Литературная его работа протекала строго организованно. По утрам после завтрака, после совместной утренней прогулки, Алексей Николаевич брал полный кофейник черного кофе, уходил в кабинет, становился за свой пульт и начинал работать. У Алексея Николаевича менялось выражение лица — у него делалось лицо сериозное, строгое, говорил тихо, и все в доме затихало. Я уходила в школу живописи Званцевой, где тогда консультировал Петров-Водкин. [Занятия кончались в шесть часов.] К этому времени и Алексей Николаевич выходил из кабинета, еще тихий, молчаливый. Когда же мы садились за стол, а к обеду всегда был кто-нибудь приглашен, Алексей Николаевич превращался опять в веселого, гостеприимного хозяина, остроумного рассказчика, незаметно для других глубоко наблюдающего и накопляющего нужный ему материал (Дымшиц-Толстая рук. 3: 3).

Софья отмечает стесненность Толстого при публичных выступлениях.
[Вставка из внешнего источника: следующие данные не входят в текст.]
//! Logging setup for the CLI
//!
//! Maps the -v/-q flags to a tracing level, honors RUST_LOG overrides, and
//! sends everything to stderr so stdout stays clean for the reports the
//! tools print.

use crate::error::{Error, Result};
use tracing_subscriber::EnvFilter;

/// Default level for a given verbosity count
fn level_for(verbosity: u8) -> &'static str {
    match verbosity {
        0 => "warn",
        1 => "info",
        2 => "debug",
        _ => "trace",
    }
}

/// Initialize the global tracing subscriber
pub fn init_logging(verbosity: u8, quiet: bool) -> Result<()> {
    let default_level = if quiet { "error" } else { level_for(verbosity) };

    // RUST_LOG takes precedence over the flag-derived level.
    let filter = EnvFilter::try_from_default_env()
        .unwrap_or_else(|_| EnvFilter::new(default_level));

    tracing_subscriber::fmt()
        .with_env_filter(filter)
        .with_writer(std::io::stderr)
        .with_target(verbosity >= 2)
        .try_init()
        .map_err(|e| Error::config(format!("failed to initialize logging: {e}")))
}

#[cfg(test)]
mod tests {
    use super::*;

    #[test]
    fn test_level_for_verbosity() {
        assert_eq!(level_for(0), "warn");
        assert_eq!(level_for(1), "info");
        assert_eq!(level_for(2), "debug");
        assert_eq!(level_for(5), "trace");
    }
}
//! Trip planning service
//!
//! Owns the trip being edited. Every waypoint change recalculates the
//! route and the estimated cost.

use std::{fmt, sync::Arc};

use chrono::{DateTime, Utc};
use domain::{CostEstimate, CostFactors, MIN_ROUTE_WAYPOINTS, Route, Waypoint, estimate_trip_cost};
use integration_routing::RoutingClient;
use parking_lot::RwLock;
use serde::{Deserialize, Serialize};
use tracing::{debug, info, instrument};
use uuid::Uuid;

use crate::error::ApplicationError;

const DEFAULT_TRIP_NAME: &str = "My Southwest Adventure";
const DEFAULT_TRIP_DESCRIPTION: &str = "A new journey through the American Southwest";

/// A planned road trip
#[derive(Debug, Clone, PartialEq, Serialize, Deserialize)]
pub struct Trip {
    /// Unique trip identifier
    pub id: String,
    /// Display name
    pub name: String,
    /// Free-form description
    pub description: String,
    /// Stops in travel order
    pub waypoints: Vec<Waypoint>,
    /// Route through the waypoints, once there are at least two
    pub route: Option<Route>,
    /// Estimated total cost in whole dollars
    pub estimated_cost: f64,
    /// When the trip was created
    pub created_at: DateTime<Utc>,
    /// When the trip was last changed
    pub updated_at: DateTime<Utc>,
}

impl Trip {
    /// Create an empty trip
    #[must_use]
    pub fn new() -> Self {
        let now = Utc::now();
        Self {
            id: format!("trip_{}", Uuid::new_v4().simple()),
            name: DEFAULT_TRIP_NAME.to_string(),
            description: DEFAULT_TRIP_DESCRIPTION.to_string(),
            waypoints: Vec::new(),
            route: None,
            estimated_cost: 0.0,
            created_at: now,
            updated_at: now,
        }
    }
}

impl Default for Trip {
    fn default() -> Self {
        Self::new()
    }
}

struct TripState {
    trip: Trip,
    cost_factors: CostFactors,
    is_loading: bool,
}

/// Service managing the trip being planned
pub struct TripPlanner {
    routing: Arc<dyn RoutingClient>,
    state: RwLock<TripState>,
}

impl fmt::Debug for TripPlanner {
    fn fmt(&self, f: &mut fmt::Formatter<'_>) -> fmt::Result {
        let state = self.state.read();
        f.debug_struct("TripPlanner")
            .field("trip_id", &state.trip.id)
            .field("cost_factors", &state.cost_factors)
            .finish_non_exhaustive()
    }
}

impl TripPlanner {
    /// Start planning a new trip with southwest cost factors
    pub fn new(routing: Arc<dyn RoutingClient>) -> Self {
        Self::with_trip(routing, Trip::new())
    }

    /// Continue planning an existing trip
    pub fn with_trip(routing: Arc<dyn RoutingClient>, trip: Trip) -> Self {
        Self {
            routing,
            state: RwLock::new(TripState {
                trip,
                cost_factors: CostFactors::southwest(),
                is_loading: false,
            }),
        }
    }

    /// Snapshot of the trip
    pub fn trip(&self) -> Trip {
        self.state.read().trip.clone()
    }

    /// Cost factors in use
    pub fn cost_factors(&self) -> CostFactors {
        self.state.read().cost_factors
    }

    /// Whether a recalculation is in flight
    pub fn is_loading(&self) -> bool {
        self.state.read().is_loading
    }

    /// Itemized cost of the current route, if there is one
    ///
    /// # Errors
    ///
    /// Returns a validation error if the cost factors are unusable.
    pub fn cost_breakdown(&self) -> Result<Option<CostEstimate>, ApplicationError> {
        let state = self.state.read();
        state
            .trip
            .route
            .as_ref()
            .map(|route| estimate_trip_cost(route, &state.cost_factors))
            .transpose()
            .map_err(Into::into)
    }

    /// Append a waypoint
    ///
    /// # Errors
    ///
    /// Returns the error of the recalculation.
    pub async fn add_waypoint(&self, waypoint: Waypoint) -> Result<Trip, ApplicationError> {
        let mut waypoints = self.state.read().trip.waypoints.clone();
        waypoints.push(waypoint);
        self.recalculate(waypoints).await
    }

    /// Remove a waypoint by id
    ///
    /// # Errors
    ///
    /// Returns the error of the recalculation.
    pub async fn remove_waypoint(&self, waypoint_id: &str) -> Result<Trip, ApplicationError> {
        let mut waypoints = self.state.read().trip.waypoints.clone();
        waypoints.retain(|w| w.id != waypoint_id);
        self.recalculate(waypoints).await
    }

    /// Replace the waypoint order
    ///
    /// # Errors
    ///
    /// Returns the error of the recalculation.
    pub async fn reorder_waypoints(&self, waypoints: Vec<Waypoint>) -> Result<Trip, ApplicationError> {
        self.recalculate(waypoints).await
    }

    /// Remove every waypoint
    ///
    /// # Errors
    ///
    /// Never fails in practice; shares the recalculation path.
    pub async fn clear_waypoints(&self) -> Result<Trip, ApplicationError> {
        self.recalculate(Vec::new()).await
    }

    /// Change the trip's name and/or description
    pub fn update_details(&self, name: Option<String>, description: Option<String>) -> Trip {
        let mut state = self.state.write();
        if let Some(name) = name {
            state.trip.name = name;
        }
        if let Some(description) = description {
            state.trip.description = description;
        }
        state.trip.updated_at = Utc::now();
        state.trip.clone()
    }

    /// Use new cost factors and re-estimate the current route
    ///
    /// # Errors
    ///
    /// Returns a validation error, leaving the previous factors in place,
    /// if `mpg` is not positive.
    pub fn update_cost_factors(&self, factors: CostFactors) -> Result<Trip, ApplicationError> {
        if factors.mpg <= 0.0 {
            return Err(domain::DomainError::validation("mpg must be greater than 0").into());
        }

        let mut state = self.state.write();
        let estimated_cost = total_cost(state.trip.route.as_ref(), &factors)?;

        state.cost_factors = factors;
        state.trip.estimated_cost = estimated_cost;
        state.trip.updated_at = Utc::now();
        debug!(estimated_cost, "Cost factors updated");
        Ok(state.trip.clone())
    }

    #[instrument(skip(self, waypoints), fields(waypoints = waypoints.len()))]
    async fn recalculate(&self, waypoints: Vec<Waypoint>) -> Result<Trip, ApplicationError> {
        let route = if waypoints.len() >= MIN_ROUTE_WAYPOINTS {
            self.state.write().is_loading = true;
            let result = self.routing.calculate_route(&waypoints).await;
            self.state.write().is_loading = false;
            Some(result?)
        } else {
            None
        };

        let mut state = self.state.write();
        let estimated_cost = total_cost(route.as_ref(), &state.cost_factors)?;

        state.trip.waypoints = waypoints;
        state.trip.route = route;
        state.trip.estimated_cost = estimated_cost;
        state.trip.updated_at = Utc::now();

        info!(
            waypoints = state.trip.waypoints.len(),
            estimated_cost, "Trip recalculated"
        );
        Ok(state.trip.clone())
    }
}

fn total_cost(route: Option<&Route>, factors: &CostFactors) -> Result<f64, ApplicationError> {
    match route {
        Some(route) => Ok(estimate_trip_cost(route, factors)?.total()),
        None => Ok(0.0),
    }
}
//! Trip waypoint entity

use serde::{Deserialize, Serialize};

use crate::value_objects::GeoPoint;

/// What kind of stop a waypoint represents
#[derive(Debug, Clone, Copy, PartialEq, Eq, Hash, Serialize, Deserialize, Default)]
#[serde(rename_all = "lowercase")]
pub enum WaypointKind {
    /// Sightseeing stop
    Attraction,
    /// Overnight stop
    Lodging,
    /// Refuelling stop
    Fuel,
    /// Meal stop
    Food,
    /// User-placed marker
    #[default]
    Custom,
}

/// A stop on a trip, placed by the user before routing
///
/// Identity is the caller-assigned `id`.
#[derive(Debug, Clone, PartialEq, Serialize, Deserialize)]
pub struct Waypoint {
    /// Caller-assigned identifier
    pub id: String,
    /// Display name
    pub name: String,
    /// Position on the map
    #[serde(flatten)]
    pub position: GeoPoint,
    /// Kind of stop
    #[serde(default, rename = "type", skip_serializing_if = "Option::is_none")]
    pub kind: Option<WaypointKind>,
    /// Free-form notes
    #[serde(default, skip_serializing_if = "Option::is_none")]
    pub description: Option<String>,
    /// Planned time spent at the stop, in minutes
    #[serde(default, skip_serializing_if = "Option::is_none")]
    pub estimated_stop_minutes: Option<u32>,
}

impl Waypoint {
    /// Create a waypoint with just an id, a name and a position
    pub fn new(id: impl Into<String>, name: impl Into<String>, position: GeoPoint) -> Self {
        Self {
            id: id.into(),
            name: name.into(),
            position,
            kind: None,
            description: None,
            estimated_stop_minutes: None,
        }
    }

    /// Set the kind of stop
    #[must_use]
    pub fn with_kind(mut self, kind: WaypointKind) -> Self {
        self.kind = Some(kind);
        self
    }

    /// Latitude of the waypoint
    #[must_use]
    pub const fn lat(&self) -> f64 {
        self.position.lat()
    }

    /// Longitude of the waypoint
    #[must_use]
    pub const fn lng(&self) -> f64 {
        self.position.lng()
    }
}
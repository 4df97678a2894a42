//! Application layer for Roadtripper
//!
//! Orchestrates the routing and POI clients into the trip-planning use
//! cases: building a route, browsing points of interest and tracking the
//! trip being planned with its estimated cost.

pub mod config;
pub mod error;
pub mod services;

pub use config::AppConfig;
pub use error::ApplicationError;
pub use services::*;
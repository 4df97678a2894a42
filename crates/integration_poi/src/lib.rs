//! Point-of-interest integration for Roadtripper
//!
//! Discovers national parks, campgrounds, restaurants and other stops near
//! a location through an [Overpass API](https://wiki.openstreetmap.org/wiki/Overpass_API)
//! interpreter, falling back to generated POIs whenever the service cannot
//! answer.
//!
//! # Architecture
//!
//! [`PoiClient`] defines the interface used by the application layer,
//! implemented by [`OverpassPoiClient`]. The category tables in [`query`]
//! drive both query construction ([`build_query`]) and classification of
//! returned elements ([`map_category`]).
//!
//! # Example
//!
//! ```rust,ignore
//! use domain::{GeoPoint, PoiCategory};
//! use integration_poi::{OverpassPoiClient, PoiClient, PoiConfig, PoiSearch};
//!
//! let client = OverpassPoiClient::new(&PoiConfig::default())?;
//! let search = PoiSearch::around(GeoPoint::las_vegas())
//!     .with_radius(25_000)
//!     .with_categories([PoiCategory::Camping, PoiCategory::Fuel]);
//! let pois = client.discover_pois(&search).await?;
//! ```

mod category;
mod client;
mod config;
mod error;
mod fallback;
mod models;
pub mod query;

pub use category::map_category;
pub use client::{OverpassPoiClient, PoiClient};
pub use config::PoiConfig;
pub use error::PoiError;
pub use fallback::{MOCK_JITTER_DEGREES, mock_names, mock_pois};
pub use models::PoiSearch;
pub use query::{TagFilter, build_query, clauses_for};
В опубликованной версии этот эпизод опущен:

Насколько Алексей Николаевич был необычайно интересен в непринужденной беседе и обиходе, настолько он бывал скован, когда выступал со своими стихами или прозой. Алексей Ник. совершенно не умел выступать публично. Публика его сковывала. Я помню, что выступления Алексея Николаевича на вечерах были моим мучением. Я страшно тяжело переживала это его свойство. Все его произведения, которые были так широко, интересно написаны прекрасным языком истинным наследником наших классиков, при публичном чтении тускнели, и я очень тяжело выступления его переживала, но Алексею Николаевичу ничего об этом не говорила, как любящая мать старается обойти недостаток в своем ребенке. Я очень радовалась, когда в дальнейшем Алексей Николаевич выступил со своими публицистическими статьями в газетах и по радио, такими острыми и бурными, достойными его таланта. Повидимому и этот свой недочет Алексей Ник. одолел благодаря своей работоспособности и исключительной воле к достижению намеченной цели (Дымшиц-Толстая 1982: 68–69)[101].

Действительно, впоследствии этот комплекс полностью был им преодолен настолько, что в годы революции он играл в кукольном театре, озвучивая свои собственные рассказы, которые разыгрывались куклами, выступал с вечерами «интимного чтения» своих произведений и даже сыграл ведущую роль (Желтухина) в своей собственной комедии «Касатка» — это было в 1923 году.